TASK INSTRUCTIONS => Scan the listing below. Return every line containing the string "ScoreBreakdown".

EXTRACTED DATA =>
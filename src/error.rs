use axum::{
    http::StatusCode,
    response::{IntoResponse, Response},
    Json,
};
use serde::{Deserialize, Serialize};

/// JSON error body: a stable `error` code the client can localize plus a
/// human-readable message.
#[derive(Debug, Serialize, Deserialize)]
pub struct ErrorBody {
    pub error: String,
    pub message: String,
}

#[derive(Debug)]
pub struct ApiError {
    pub status: StatusCode,
    pub body: ErrorBody,
}

impl ApiError {
    pub fn new(status: StatusCode, code: &str, message: impl Into<String>) -> Self {
        Self {
            status,
            body: ErrorBody {
                error: code.to_string(),
                message: message.into(),
            },
        }
    }
}

impl IntoResponse for ApiError {
    fn into_response(self) -> Response {
        (self.status, Json(self.body)).into_response()
    }
}
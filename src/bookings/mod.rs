mod dto;
pub mod handlers;
pub mod pricing;

use crate::state::AppState;
use axum::Router;

pub use pricing::{
    compute_duration, compute_total, compute_unit_price, duration_between, quote, Billing,
    BookingDate, BookingError, DateField, Quote, QuoteOptions, ServiceKind, SitterRates,
};

pub fn router() -> Router<AppState> {
    Router::new().merge(handlers::booking_routes())
}
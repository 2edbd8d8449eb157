use anyhow::Context;
use serde::Deserialize;

use crate::bookings::QuoteOptions;

#[derive(Debug, Clone, Deserialize)]
pub struct LogConfig {
    pub filter: String,
    pub json: bool,
}

#[derive(Debug, Clone, Deserialize)]
pub struct PricingConfig {
    pub round_to_cents: bool,
    pub missing_price: f64,
}

impl PricingConfig {
    pub fn quote_options(&self) -> QuoteOptions {
        QuoteOptions {
            missing_price: self.missing_price,
            round_to_cents: self.round_to_cents,
        }
    }
}

impl Default for PricingConfig {
    fn default() -> Self {
        let defaults = QuoteOptions::default();
        Self {
            round_to_cents: defaults.round_to_cents,
            missing_price: defaults.missing_price,
        }
    }
}

#[derive(Debug, Clone, Deserialize)]
pub struct AppConfig {
    pub host: String,
    pub port: u16,
    pub log: LogConfig,
    pub pricing: PricingConfig,
}

impl AppConfig {
    pub fn from_env() -> anyhow::Result<Self> {
        Self::from_lookup(|key| std::env::var(key).ok())
    }

    /// Builds the config from any key lookup; `from_env` passes the process
    /// environment.
    pub fn from_lookup<F>(lookup: F) -> anyhow::Result<Self>
    where
        F: Fn(&str) -> Option<String>,
    {
        let log = LogConfig {
            filter: lookup("RUST_LOG")
                .unwrap_or_else(|| "petcare=debug,axum=info,tower_http=info".into()),
            json: lookup("LOG_FORMAT").map(|v| v == "json").unwrap_or(false),
        };

        let pricing = PricingConfig {
            round_to_cents: lookup("PRICE_ROUND_TO_CENTS")
                .map(|v| {
                    v.parse::<bool>()
                        .with_context(|| format!("PRICE_ROUND_TO_CENTS must be true or false, got {v:?}"))
                })
                .transpose()?
                .unwrap_or(false),
            missing_price: lookup("PRICE_MISSING_FALLBACK")
                .map(|v| {
                    v.parse::<f64>()
                        .with_context(|| format!("PRICE_MISSING_FALLBACK must be a number, got {v:?}"))
                })
                .transpose()?
                .unwrap_or(0.0),
        };

        let port = lookup("APP_PORT")
            .map(|v| {
                v.parse::<u16>()
                    .with_context(|| format!("APP_PORT must be a port number, got {v:?}"))
            })
            .transpose()?
            .unwrap_or(8080);

        Ok(Self {
            host: lookup("APP_HOST").unwrap_or_else(|| "0.0.0.0".into()),
            port,
            log,
            pricing,
        })
    }
}
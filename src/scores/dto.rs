use serde::{Deserialize, Serialize};

use super::band::{BandSpec, ScoreClass};
use super::breakdown::{ComponentView, ScoreBreakdown};
use super::risk::{RiskLevel, RiskSummary};

#[derive(Debug, Deserialize)]
pub struct ClassifyRequest {
    #[serde(default)]
    pub score: Option<f64>,
}

#[derive(Debug, Deserialize)]
pub struct TallyRequest {
    #[serde(default)]
    pub scores: Vec<Option<f64>>,
}

#[derive(Debug, Serialize)]
pub struct BandsResponse {
    pub bands: Vec<BandSpec>,
    pub unscored: ScoreClass,
}

/// An ingredient or additive as listed on a product record.
#[derive(Debug, Clone, Deserialize)]
#[serde(rename_all = "camelCase")]
pub struct RatedItem {
    pub name: String,
    #[serde(default, alias = "riskLevel")]
    pub risk: RiskLevel,
}

/// The score-related slice of a product record.
#[derive(Debug, Default, Deserialize)]
#[serde(rename_all = "camelCase")]
pub struct ScoreCardRequest {
    #[serde(default)]
    pub nutrition_score: Option<f64>,
    #[serde(default)]
    pub score_details: Option<ScoreBreakdown>,
    #[serde(default)]
    pub ingredients: Vec<RatedItem>,
    #[serde(default)]
    pub additives: Vec<RatedItem>,
}

#[derive(Debug, Serialize)]
#[serde(rename_all = "camelCase")]
pub struct RatedItemView {
    pub name: String,
    pub risk: RiskLevel,
    pub label: &'static str,
    pub color: &'static str,
    pub background_color: &'static str,
}

#[derive(Debug, Serialize)]
#[serde(rename_all = "camelCase")]
pub struct ScoreCardResponse {
    pub score: Option<f64>,
    pub classification: ScoreClass,
    pub breakdown: Option<Vec<ComponentView>>,
    pub ingredients: Vec<RatedItemView>,
    pub additives: Vec<RatedItemView>,
    pub ingredient_risks: RiskSummary,
    pub additive_risks: RiskSummary,
}
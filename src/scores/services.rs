use super::band::classify;
use super::dto::{RatedItem, RatedItemView, ScoreCardRequest, ScoreCardResponse};
use super::risk::summarize_risks;

/// Everything a product detail screen needs to render the score section.
pub fn build_score_card(req: ScoreCardRequest) -> ScoreCardResponse {
    let ingredient_risks = summarize_risks(req.ingredients.iter().map(|i| i.risk));
    let additive_risks = summarize_risks(req.additives.iter().map(|a| a.risk));

    ScoreCardResponse {
        score: req.nutrition_score,
        classification: classify(req.nutrition_score),
        breakdown: req.score_details.map(|details| details.components()),
        ingredients: req.ingredients.into_iter().map(item_view).collect(),
        additives: req.additives.into_iter().map(item_view).collect(),
        ingredient_risks,
        additive_risks,
    }
}

fn item_view(item: RatedItem) -> RatedItemView {
    RatedItemView {
        name: item.name,
        risk: item.risk,
        label: item.risk.label(),
        color: item.risk.color(),
        background_color: item.risk.background(),
    }
}
use serde::{Deserialize, Deserializer, Serialize};

/// Health risk attached to an ingredient or additive, least severe first.
#[derive(Debug, Clone, Copy, Default, PartialEq, Eq, PartialOrd, Ord, Hash, Serialize)]
#[serde(rename_all = "snake_case")]
pub enum RiskLevel {
    #[default]
    Unknown,
    Low,
    Moderate,
    High,
}

impl RiskLevel {
    /// Lenient parse of the product service's risk strings. Anything
    /// unrecognised is `Unknown` rather than an error.
    pub fn parse(raw: Option<&str>) -> Self {
        let Some(raw) = raw else {
            return RiskLevel::Unknown;
        };
        let folded: String = raw.trim().to_lowercase().chars().map(fold_accent).collect();
        match folded.as_str() {
            "low" | "faible" => RiskLevel::Low,
            "moderate" | "medium" | "modere" | "moyen" => RiskLevel::Moderate,
            "high" | "eleve" => RiskLevel::High,
            _ => RiskLevel::Unknown,
        }
    }

    pub fn label(self) -> &'static str {
        match self {
            RiskLevel::Low => "Risque faible",
            RiskLevel::Moderate => "Risque modere",
            RiskLevel::High => "Risque eleve",
            RiskLevel::Unknown => "Risque inconnu",
        }
    }

    pub fn color(self) -> &'static str {
        match self {
            RiskLevel::Low => "riskLow",
            RiskLevel::Moderate => "riskModerate",
            RiskLevel::High => "riskHigh",
            RiskLevel::Unknown => "riskUnknown",
        }
    }

    pub fn background(self) -> &'static str {
        match self {
            RiskLevel::Low => "riskLowBg",
            RiskLevel::Moderate => "riskModerateBg",
            RiskLevel::High => "riskHighBg",
            RiskLevel::Unknown => "riskUnknownBg",
        }
    }
}

impl<'de> Deserialize<'de> for RiskLevel {
    fn deserialize<D>(deserializer: D) -> Result<Self, D::Error>
    where
        D: Deserializer<'de>,
    {
        let raw = Option::<String>::deserialize(deserializer)?;
        Ok(RiskLevel::parse(raw.as_deref()))
    }
}

fn fold_accent(c: char) -> char {
    match c {
        'é' | 'è' | 'ê' | 'ë' => 'e',
        'à' | 'â' => 'a',
        'î' | 'ï' => 'i',
        'ô' => 'o',
        'ù' | 'û' | 'ü' => 'u',
        'ç' => 'c',
        other => other,
    }
}

/// Counts per risk level plus the most severe known level.
#[derive(Debug, Clone, Copy, Default, PartialEq, Eq, Serialize)]
pub struct RiskSummary {
    pub low: usize,
    pub moderate: usize,
    pub high: usize,
    pub unknown: usize,
    pub worst: Option<RiskLevel>,
}

pub fn summarize_risks<I>(levels: I) -> RiskSummary
where
    I: IntoIterator<Item = RiskLevel>,
{
    levels
        .into_iter()
        .fold(RiskSummary::default(), |mut summary, level| {
            match level {
                RiskLevel::Low => summary.low += 1,
                RiskLevel::Moderate => summary.moderate += 1,
                RiskLevel::High => summary.high += 1,
                RiskLevel::Unknown => summary.unknown += 1,
            }
            if level != RiskLevel::Unknown {
                summary.worst = summary.worst.max(Some(level));
            }
            summary
        })
}

#[cfg(test)]
mod tests {
    use super::*;

    #[test]
    fn parses_english_and_french_levels() {
        assert_eq!(RiskLevel::parse(Some("low")), RiskLevel::Low);
        assert_eq!(RiskLevel::parse(Some("Faible")), RiskLevel::Low);
        assert_eq!(RiskLevel::parse(Some(" MEDIUM ")), RiskLevel::Moderate);
        assert_eq!(RiskLevel::parse(Some("modéré")), RiskLevel::Moderate);
        assert_eq!(RiskLevel::parse(Some("Élevé")), RiskLevel::High);
        assert_eq!(RiskLevel::parse(Some("high")), RiskLevel::High);
    }

    #[test]
    fn unrecognised_or_missing_is_unknown() {
        assert_eq!(RiskLevel::parse(None), RiskLevel::Unknown);
        assert_eq!(RiskLevel::parse(Some("")), RiskLevel::Unknown);
        assert_eq!(RiskLevel::parse(Some("toxic?")), RiskLevel::Unknown);
    }

    #[test]
    fn deserializes_null_and_strings() {
        let levels: Vec<RiskLevel> =
            serde_json::from_str(r#"["eleve", null, "low", "whatever"]"#).unwrap();
        assert_eq!(
            levels,
            [RiskLevel::High, RiskLevel::Unknown, RiskLevel::Low, RiskLevel::Unknown]
        );
    }

    #[test]
    fn summary_tracks_worst_known_level() {
        let summary = summarize_risks([
            RiskLevel::Low,
            RiskLevel::Unknown,
            RiskLevel::Moderate,
            RiskLevel::Low,
        ]);
        assert_eq!(summary.low, 2);
        assert_eq!(summary.moderate, 1);
        assert_eq!(summary.high, 0);
        assert_eq!(summary.unknown, 1);
        assert_eq!(summary.worst, Some(RiskLevel::Moderate));
    }

    #[test]
    fn summary_of_unknowns_has_no_worst() {
        let summary = summarize_risks([RiskLevel::Unknown, RiskLevel::Unknown]);
        assert_eq!(summary.unknown, 2);
        assert_eq!(summary.worst, None);
    }

    #[test]
    fn tokens_are_distinct_per_level() {
        let levels = [RiskLevel::Low, RiskLevel::Moderate, RiskLevel::High, RiskLevel::Unknown];
        for (i, a) in levels.iter().enumerate() {
            for b in &levels[i + 1..] {
                assert_ne!(a.color(), b.color());
                assert_ne!(a.label(), b.label());
            }
        }
    }
}
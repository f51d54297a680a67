//! Static asset catalog: acoustic materials and placeable objects.
//!
//! Loaded once at startup and shared read-only afterwards.

use std::collections::HashSet;
use std::path::Path;

use serde::{Deserialize, Serialize};

use crate::error::{Error, Result};
use crate::geometry::Alignment;

/// Material identifier meaning "no material".
pub const MATERIAL_OFF: &str = "off";

#[derive(Debug, Clone, PartialEq, Eq, Serialize, Deserialize)]
#[serde(rename_all = "camelCase")]
pub struct MaterialEntry {
    /// Identifier sent to the spatializer.
    pub material_name: String,
    pub display_name: String,
    /// Thumbnail / texture asset.
    pub file_name: String,
}

impl MaterialEntry {
    /// Texture drawn on a painted surface.
    pub fn texture(&self) -> String {
        format!("{}.png", self.material_name)
    }
}

#[derive(Debug, Clone, PartialEq, Eq, Serialize, Deserialize)]
#[serde(rename_all = "camelCase")]
pub struct ObjectConfig {
    pub model_name: String,
    pub display_name: String,
    /// Clips the object can play; index 0 is the default.
    pub audio_file: Vec<String>,
    pub allowed_alignments: Vec<Alignment>,
}

impl ObjectConfig {
    pub fn allows(&self, alignment: Alignment) -> bool {
        self.allowed_alignments.contains(&alignment)
    }
}

/// Immutable materials and objects lists.
#[derive(Debug, Clone, Default, PartialEq)]
pub struct Catalog {
    materials: Vec<MaterialEntry>,
    objects: Vec<ObjectConfig>,
}

impl Catalog {
    /// Build and validate a catalog.
    pub fn new(materials: Vec<MaterialEntry>, objects: Vec<ObjectConfig>) -> Result<Self> {
        let catalog = Self { materials, objects };
        catalog.validate()?;
        Ok(catalog)
    }

    /// Parse the two JSON arrays.
    pub fn from_json_strs(materials: &str, objects: &str) -> Result<Self> {
        let materials: Vec<MaterialEntry> = serde_json::from_str(materials)?;
        let objects: Vec<ObjectConfig> = serde_json::from_str(objects)?;
        Self::new(materials, objects)
    }

    /// Read and parse the two JSON files.
    pub fn from_paths(materials: impl AsRef<Path>, objects: impl AsRef<Path>) -> Result<Self> {
        let materials = std::fs::read_to_string(materials)?;
        let objects = std::fs::read_to_string(objects)?;
        Self::from_json_strs(&materials, &objects)
    }

    fn validate(&self) -> Result<()> {
        if self.materials.is_empty() {
            return Err(Error::Catalog("material list is empty".into()));
        }

        let mut seen = HashSet::new();
        for entry in &self.materials {
            if entry.material_name.is_empty() {
                return Err(Error::Catalog("material with empty name".into()));
            }
            if !seen.insert(entry.material_name.as_str()) {
                return Err(Error::Catalog(format!(
                    "duplicate material '{}'",
                    entry.material_name
                )));
            }
        }

        for object in &self.objects {
            if object.audio_file.is_empty() {
                return Err(Error::Catalog(format!(
                    "object '{}' has no audio files",
                    object.model_name
                )));
            }
            if object.allowed_alignments.is_empty() {
                return Err(Error::Catalog(format!(
                    "object '{}' allows no plane alignment",
                    object.model_name
                )));
            }
        }
        Ok(())
    }

    pub fn materials(&self) -> &[MaterialEntry] {
        &self.materials
    }

    pub fn objects(&self) -> &[ObjectConfig] {
        &self.objects
    }

    pub fn material(&self, name: &str) -> Option<&MaterialEntry> {
        self.materials.iter().find(|m| m.material_name == name)
    }

    pub fn object(&self, model_name: &str) -> Option<&ObjectConfig> {
        self.objects.iter().find(|o| o.model_name == model_name)
    }
}
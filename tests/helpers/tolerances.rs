//! Tolerance constants for geometry assertions.

/// Exact operations (copies, axis-aligned corners).
pub const FLOAT_EPSILON: f32 = 1e-6;

/// Results that went through trigonometry or a quaternion.
pub const GEOMETRY_EPSILON: f32 = 1e-4;

/// Heights measured from a gaze ray.
pub const MEASURE_EPSILON: f32 = 1e-3;
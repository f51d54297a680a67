//! # Shoebox - Virtual Acoustic Room Engine
//!
//! Fits a rectangular room to a tracked floor and keeps a spatializer in step
//! with it.
//!
//! ## Architecture
//!
//! Shoebox is an umbrella crate that coordinates:
//! - **shoebox-core** - Room fitting, surfaces, materials, catalog, floor tracking
//! - **shoebox-graph** - Sound sources on contiguous spatializer input lanes
//!
//! On top of those, [`EnvironmentController`] runs the environment modes
//! (measuring, painting, playing) and [`ShoeboxEngine`] makes it callable from
//! tracking, UI and picker threads.
//!
//! ## Quick Start
//!
//! ```ignore
//! use shoebox::prelude::*;
//!
//! let engine = ShoeboxEngine::builder()
//!     .catalog(Catalog::from_paths("materials.json", "objects.json")?)
//!     .headless()
//!     .build()?;
//!
//! // Tracking found the floor: a default room is fitted and hidden
//! engine.on_anchor_added(AnchorId(1), floor_extent)?;
//!
//! // Measure the height by looking at the ceiling line
//! engine.begin_measuring()?;
//! engine.submit_listener_pose(camera_pose);
//! engine.pump();
//! engine.confirm()?;
//!
//! // Place a source and play
//! engine.set_visible(false)?;
//! let id = engine.place_source(SourceSpec::new("radio", producer))?;
//! engine.start_playing()?;
//! ```

/// Re-export of shoebox-core for direct access
pub use shoebox_core as core;

/// Re-export of shoebox-graph for direct access
pub use shoebox_graph as graph;

pub use shoebox_core::{
    Alignment, AnchorId, Catalog, DefaultMaterials, FitConfig, MaterialId, PlaneExtent, Pose,
    RetainedScene, RoomFit, RoomGeometry, SceneSink, ShoeboxRoom, SourceId, Spatializer,
    SurfaceBuilder, SurfaceName,
};
pub use shoebox_graph::{
    AudioProducer, InputBus, NodeId, RecordingBus, RecordingSpatializer, Recorder, RouteChange,
    SourceSpec,
};

pub mod error;
pub use error::{Error, Result};

pub mod config;
pub use config::{EnvironmentConfig, RoomDimensions};

pub mod fsm;
pub use fsm::{
    EnvironmentEvent, EnvironmentFsm, EnvironmentMode, Rejection, RoomState, TransitionResult,
};

pub mod controller;
pub use controller::{EnvironmentController, PreparedFit, RoomUpdate};

mod builder;
pub use builder::ShoeboxEngineBuilder;

mod engine;
pub use engine::{BusFactory, PaintRequest, PumpStats, ShoeboxEngine, SpatializerFactory};

/// Convenient re-exports.
pub mod prelude {
    pub use crate::{
        Alignment, AnchorId, AudioProducer, Catalog, EnvironmentConfig, EnvironmentMode, Error,
        MaterialId, PlaneExtent, Pose, Result, RoomState, ShoeboxEngine, ShoeboxRoom, SourceId,
        SourceSpec, Spatializer, SurfaceName,
    };
    pub use glam::{Quat, Vec3};
}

SOLUTION TO THE EXERCISE =>
use super::breakdown::{ComponentView, ScoreBreakdown};
    pub score_details: Option<ScoreBreakdown>,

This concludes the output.